__Instructions to follow__: Lines that contain the string "exists" are the ones to list; copy all of them from the records.

Items from a data source:
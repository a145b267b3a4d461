//! Flat-mapping call surface.
//!
//! Every operation takes a flat JSON object of named parameters and returns a
//! flat JSON object carrying `status`. Failures never escape as errors: they
//! come back as `{"status": "error", "error_kind": ..., "error_message": ...}`.

use crate::config::WorkflowConfig;
use crate::eval::{benchmark_artifact, DEFAULT_BENCH_ITERATIONS, DEFAULT_BENCH_WARMUP};
use crate::session::{resolve_target, CompilerSession};
use serde::Deserialize;
use serde_json::{json, Map, Value};
use std::fmt;
use std::path::PathBuf;
use std::str::FromStr;
use tracing::{debug, warn};
use tunebridge_autotune::TuningDatabase;
use tunebridge_ir::{
    artifact_path, simple_matmul_module, transformer_block_module, two_task_module, Capabilities,
    Error, Module, Result, TargetKind, ARTIFACT_VERSION, MODULE_FORMAT,
};

pub type Mapping = Map<String, Value>;

pub const STATUS_SUCCESS: &str = "success";
pub const STATUS_ERROR: &str = "error";

#[derive(Debug, Clone, Copy, PartialEq, Eq)]
pub enum BridgeOp {
    TuneWithDatabase,
    ApplyTuningDatabase,
    CompileModule,
    TargetInfo,
    TuningConfig,
    BuildConfig,
    CheckTuningDatabase,
    SampleModule,
    BenchmarkArtifact,
    Version,
}

impl BridgeOp {
    pub const ALL: [BridgeOp; 10] = [
        BridgeOp::TuneWithDatabase,
        BridgeOp::ApplyTuningDatabase,
        BridgeOp::CompileModule,
        BridgeOp::TargetInfo,
        BridgeOp::TuningConfig,
        BridgeOp::BuildConfig,
        BridgeOp::CheckTuningDatabase,
        BridgeOp::SampleModule,
        BridgeOp::BenchmarkArtifact,
        BridgeOp::Version,
    ];

    pub fn as_str(&self) -> &'static str {
        match self {
            BridgeOp::TuneWithDatabase => "tune_with_database",
            BridgeOp::ApplyTuningDatabase => "apply_tuning_database",
            BridgeOp::CompileModule => "compile_module",
            BridgeOp::TargetInfo => "target_info",
            BridgeOp::TuningConfig => "tuning_config",
            BridgeOp::BuildConfig => "build_config",
            BridgeOp::CheckTuningDatabase => "check_tuning_database",
            BridgeOp::SampleModule => "sample_module",
            BridgeOp::BenchmarkArtifact => "benchmark_artifact",
            BridgeOp::Version => "version",
        }
    }
}

impl FromStr for BridgeOp {
    type Err = Error;

    fn from_str(name: &str) -> Result<Self> {
        let op = match name {
            "tune_with_database" => BridgeOp::TuneWithDatabase,
            "apply_tuning_database" => BridgeOp::ApplyTuningDatabase,
            "compile_module" => BridgeOp::CompileModule,
            "target_info" => BridgeOp::TargetInfo,
            "tuning_config" => BridgeOp::TuningConfig,
            "build_config" => BridgeOp::BuildConfig,
            "check_tuning_database" => BridgeOp::CheckTuningDatabase,
            "sample_module" => BridgeOp::SampleModule,
            "benchmark_artifact" => BridgeOp::BenchmarkArtifact,
            "version" => BridgeOp::Version,
            other => {
                return Err(Error::InvalidArgument(format!("unknown operation '{other}'")));
            }
        };
        Ok(op)
    }
}

impl fmt::Display for BridgeOp {
    fn fmt(&self, f: &mut fmt::Formatter<'_>) -> fmt::Result {
        f.write_str(self.as_str())
    }
}

/// Named parameters shared by all operations. Absent fields fall back to the
/// workflow configuration (`config`, a TOML path) and then to its defaults.
#[derive(Debug, Default, Deserialize)]
#[serde(default, deny_unknown_fields)]
pub struct CallParams {
    pub module: Option<String>,
    #[serde(alias = "target_name")]
    pub target: Option<String>,
    pub num_trials: Option<usize>,
    pub max_workers: Option<usize>,
    pub work_dir: Option<PathBuf>,
    pub opt_level: Option<u8>,
    pub use_auto_tuning: Option<bool>,
    pub seed: Option<u64>,
    pub config: Option<PathBuf>,
    /// `sample_module`: `matmul`, `two_task` or `transformer`.
    pub kind: Option<String>,
    pub seq_len: Option<usize>,
    pub d_model: Option<usize>,
    /// `benchmark_artifact`: defaults to the artifact in `work_dir`.
    pub lib_path: Option<PathBuf>,
    pub warmup: Option<usize>,
    pub iterations: Option<usize>,
}

impl CallParams {
    pub fn from_value(value: &Value) -> Result<Self> {
        if value.is_null() {
            return Ok(Self::default());
        }
        serde_json::from_value(value.clone())
            .map_err(|err| Error::InvalidArgument(format!("invalid parameters: {err}")))
    }

    pub fn workflow(&self) -> Result<WorkflowConfig> {
        let mut config = match &self.config {
            Some(path) => WorkflowConfig::from_file(path)?,
            None => WorkflowConfig::default(),
        };
        if let Some(target) = &self.target {
            config.target = target.clone();
        }
        if let Some(num_trials) = self.num_trials {
            config.num_trials = num_trials;
        }
        if self.max_workers.is_some() {
            config.max_workers = self.max_workers;
        }
        if let Some(work_dir) = &self.work_dir {
            config.work_dir = work_dir.clone();
        }
        if let Some(opt_level) = self.opt_level {
            config.opt_level = opt_level;
        }
        if let Some(use_auto_tuning) = self.use_auto_tuning {
            config.use_auto_tuning = use_auto_tuning;
        }
        if let Some(seed) = self.seed {
            config.tuning.seed = seed;
        }
        config.validate()?;
        Ok(config)
    }

    fn module_text(&self) -> Result<&str> {
        self.module
            .as_deref()
            .ok_or_else(|| Error::InvalidArgument("missing required parameter 'module'".into()))
    }
}

/// Run `op` with `params`. Always returns a mapping with `status`.
pub fn call(op: &str, params: &Value) -> Value {
    let result = op
        .parse::<BridgeOp>()
        .and_then(|op| CallParams::from_value(params).and_then(|params| dispatch(op, &params)));
    match result {
        Ok(mut mapping) => {
            debug!(op, "bridge call succeeded");
            mapping.insert("status".into(), Value::from(STATUS_SUCCESS));
            Value::Object(mapping)
        }
        Err(err) => {
            warn!(op, kind = err.kind_name(), error = %err, "bridge call failed");
            error_mapping(&err)
        }
    }
}

/// [`call`] with JSON text in and out. Unparseable input is an
/// `InvalidArgumentError` mapping.
pub fn call_json(op: &str, params_json: &str) -> String {
    let response = if params_json.trim().is_empty() {
        call(op, &Value::Null)
    } else {
        match serde_json::from_str::<Value>(params_json) {
            Ok(params) => call(op, &params),
            Err(err) => error_mapping(&Error::InvalidArgument(format!(
                "parameters are not valid JSON: {err}"
            ))),
        }
    };
    response.to_string()
}

pub fn error_mapping(err: &Error) -> Value {
    json!({
        "status": STATUS_ERROR,
        "error_kind": err.kind_name(),
        "error_message": err.to_string(),
    })
}

pub fn dispatch(op: BridgeOp, params: &CallParams) -> Result<Mapping> {
    let value = match op {
        BridgeOp::TuneWithDatabase => {
            let session = CompilerSession::new(params.workflow()?)?;
            let outcome = session.tune_with_database(params.module_text()?)?;
            let summary = &outcome.summary;
            json!({
                "work_dir": outcome.work_dir,
                "num_trials": outcome.num_trials,
                "max_workers": outcome.max_workers,
                "target": outcome.target,
                "trials_run": summary.trials_run,
                "successful": summary.successful,
                "failed": summary.failed,
                "peak_in_flight": summary.peak_in_flight,
                "database_records": summary.database_records,
                "tasks": summary.tasks,
            })
        }
        BridgeOp::ApplyTuningDatabase => {
            let session = CompilerSession::new(params.workflow()?)?;
            let outcome = session.apply_tuning_database(params.module_text()?)?;
            to_value(&outcome)?
        }
        BridgeOp::CompileModule => {
            let session = CompilerSession::new(params.workflow()?)?;
            let outcome = session.compile_module(params.module_text()?)?;
            to_value(&outcome)?
        }
        BridgeOp::TargetInfo => {
            let config = params.workflow()?;
            let target = resolve_target(&config.target, config.max_workers)?;
            json!({
                "kind": target.kind,
                "keys": target.keys_list(),
                "str": target.to_string(),
                "num_cores": target.num_cores,
                "is_accelerator": target.is_accelerator(),
            })
        }
        BridgeOp::TuningConfig => {
            let caps = Capabilities::detect();
            let defaults = WorkflowConfig::default();
            json!({
                "available_cores": caps.host_cores,
                "default_work_dir": defaults.work_dir,
                "default_num_trials": defaults.num_trials,
                "supported_targets": caps.target_names,
                "runtimes": caps.runtimes,
                "tuning_available": true,
            })
        }
        BridgeOp::BuildConfig => {
            let caps = Capabilities::detect();
            let mut mapping = Mapping::new();
            mapping.insert("llvm".into(), Value::from(caps.can_run(TargetKind::Cpu)));
            for kind in TargetKind::ALL {
                mapping.insert(kind.as_str().into(), Value::from(caps.can_run(kind)));
            }
            Value::Object(mapping)
        }
        BridgeOp::CheckTuningDatabase => {
            let config = params.workflow()?;
            to_value(&TuningDatabase::summarize(&config.work_dir)?)?
        }
        BridgeOp::SampleModule => {
            let module = sample_module(params)?;
            json!({
                "module": module.to_json()?,
                "format": MODULE_FORMAT,
                "tasks": module.tasks.len(),
            })
        }
        BridgeOp::BenchmarkArtifact => {
            let lib_path = match &params.lib_path {
                Some(path) => path.clone(),
                None => artifact_path(&params.workflow()?.work_dir),
            };
            let report = benchmark_artifact(
                &lib_path,
                params.warmup.unwrap_or(DEFAULT_BENCH_WARMUP),
                params.iterations.unwrap_or(DEFAULT_BENCH_ITERATIONS),
            )?;
            to_value(&report)?
        }
        BridgeOp::Version => json!({
            "name": "tunebridge",
            "version": env!("CARGO_PKG_VERSION"),
            "artifact_version": ARTIFACT_VERSION,
            "module_format": MODULE_FORMAT,
            "operations": BridgeOp::ALL.iter().map(BridgeOp::as_str).collect::<Vec<_>>(),
        }),
    };

    match value {
        Value::Object(mapping) => Ok(mapping),
        other => Err(Error::Engine(format!(
            "operation '{op}' produced a non-object result: {other}"
        ))),
    }
}

fn sample_module(params: &CallParams) -> Result<Module> {
    match params.kind.as_deref().unwrap_or("matmul") {
        "matmul" => Ok(simple_matmul_module()),
        "two_task" => Ok(two_task_module()),
        "transformer" => Ok(transformer_block_module(
            params.seq_len.unwrap_or(16),
            params.d_model.unwrap_or(32),
        )),
        other => Err(Error::InvalidArgument(format!(
            "unknown sample module '{other}', expected matmul, two_task or transformer"
        ))),
    }
}

fn to_value<T: serde::Serialize>(value: &T) -> Result<Value> {
    serde_json::to_value(value)
        .map_err(|err| Error::Engine(format!("failed to encode result: {err}")))
}

#[cfg(test)]
mod tests {
    use super::*;

    fn status(value: &Value) -> &str {
        value["status"].as_str().expect("status")
    }

    #[test]
    fn every_operation_name_parses() {
        for op in BridgeOp::ALL {
            assert_eq!(op.as_str().parse::<BridgeOp>().expect("parse"), op);
        }
        assert!("compile".parse::<BridgeOp>().is_err());
    }

    #[test]
    fn unknown_operation_is_an_error_mapping() {
        let response = call("launch_rockets", &Value::Null);
        assert_eq!(status(&response), "error");
        assert_eq!(response["error_kind"], "InvalidArgumentError");
        assert!(response["error_message"].as_str().expect("message").contains("launch_rockets"));
    }

    #[test]
    fn target_info_reports_the_resolved_descriptor() {
        let response = call("target_info", &json!({"target_name": "llvm"}));
        assert_eq!(status(&response), "success");
        assert_eq!(response["kind"], "cpu");
        assert!(response["num_cores"].as_u64().expect("cores") >= 1);
        assert!(response["str"].as_str().expect("str").starts_with("llvm"));

        let response = call("target_info", &json!({"target": "tpu"}));
        assert_eq!(response["error_kind"], "InvalidTargetError");
    }

    #[test]
    fn max_workers_sets_the_target_core_count() {
        let response = call("target_info", &json!({"target": "llvm", "max_workers": 3}));
        assert_eq!(status(&response), "success");
        assert_eq!(response["num_cores"], 3);
        assert!(response["str"].as_str().expect("str").ends_with("-num-cores=3"));

        let dir = tempfile::tempdir().expect("tempdir");
        let response = call(
            "tune_with_database",
            &json!({
                "module": two_task_module().to_json().expect("json"),
                "target": "llvm",
                "max_workers": 3,
                "num_trials": 1,
                "work_dir": dir.path(),
            }),
        );
        assert_eq!(status(&response), "success", "{response}");
        assert_eq!(response["max_workers"], 3);
        assert!(response["target"].as_str().expect("target").contains("-num-cores=3"));
    }

    #[test]
    fn build_config_lists_every_kind() {
        let response = call("build_config", &Value::Null);
        assert_eq!(response["llvm"], true);
        assert_eq!(response["cpu"], true);
        assert_eq!(response["cuda"], false);
    }

    #[test]
    fn sample_module_round_trips_through_compile_params() {
        let response = call("sample_module", &json!({"kind": "two_task"}));
        assert_eq!(status(&response), "success");
        assert_eq!(response["tasks"], 2);
        let text = response["module"].as_str().expect("module");
        assert_eq!(Module::from_json(text).expect("parse"), two_task_module());
    }

    #[test]
    fn bad_parameters_are_rejected() {
        let response = call("target_info", &json!({"targte": "llvm"}));
        assert_eq!(response["error_kind"], "InvalidArgumentError");

        let response = call_json("version", "{ nope");
        let value: Value = serde_json::from_str(&response).expect("json");
        assert_eq!(value["error_kind"], "InvalidArgumentError");

        let response = call("compile_module", &json!({"opt_level": 2}));
        assert_eq!(response["error_kind"], "InvalidArgumentError");
    }

    #[test]
    fn check_database_on_missing_dir() {
        let dir = tempfile::tempdir().expect("tempdir");
        let work_dir = dir.path().join("nothing_here");
        let response = call("check_tuning_database", &json!({"work_dir": work_dir}));
        assert_eq!(status(&response), "success");
        assert_eq!(response["exists"], false);
        assert_eq!(response["file_count"], 0);
        assert!(!work_dir.exists());
    }

    #[test]
    fn version_lists_operations() {
        let response = call_json("version", "");
        let value: Value = serde_json::from_str(&response).expect("json");
        assert_eq!(value["status"], "success");
        assert_eq!(value["operations"].as_array().expect("ops").len(), BridgeOp::ALL.len());
    }
}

__Written reply__:
        assert_eq!(response["exists"], false);
        assert!(!work_dir.exists());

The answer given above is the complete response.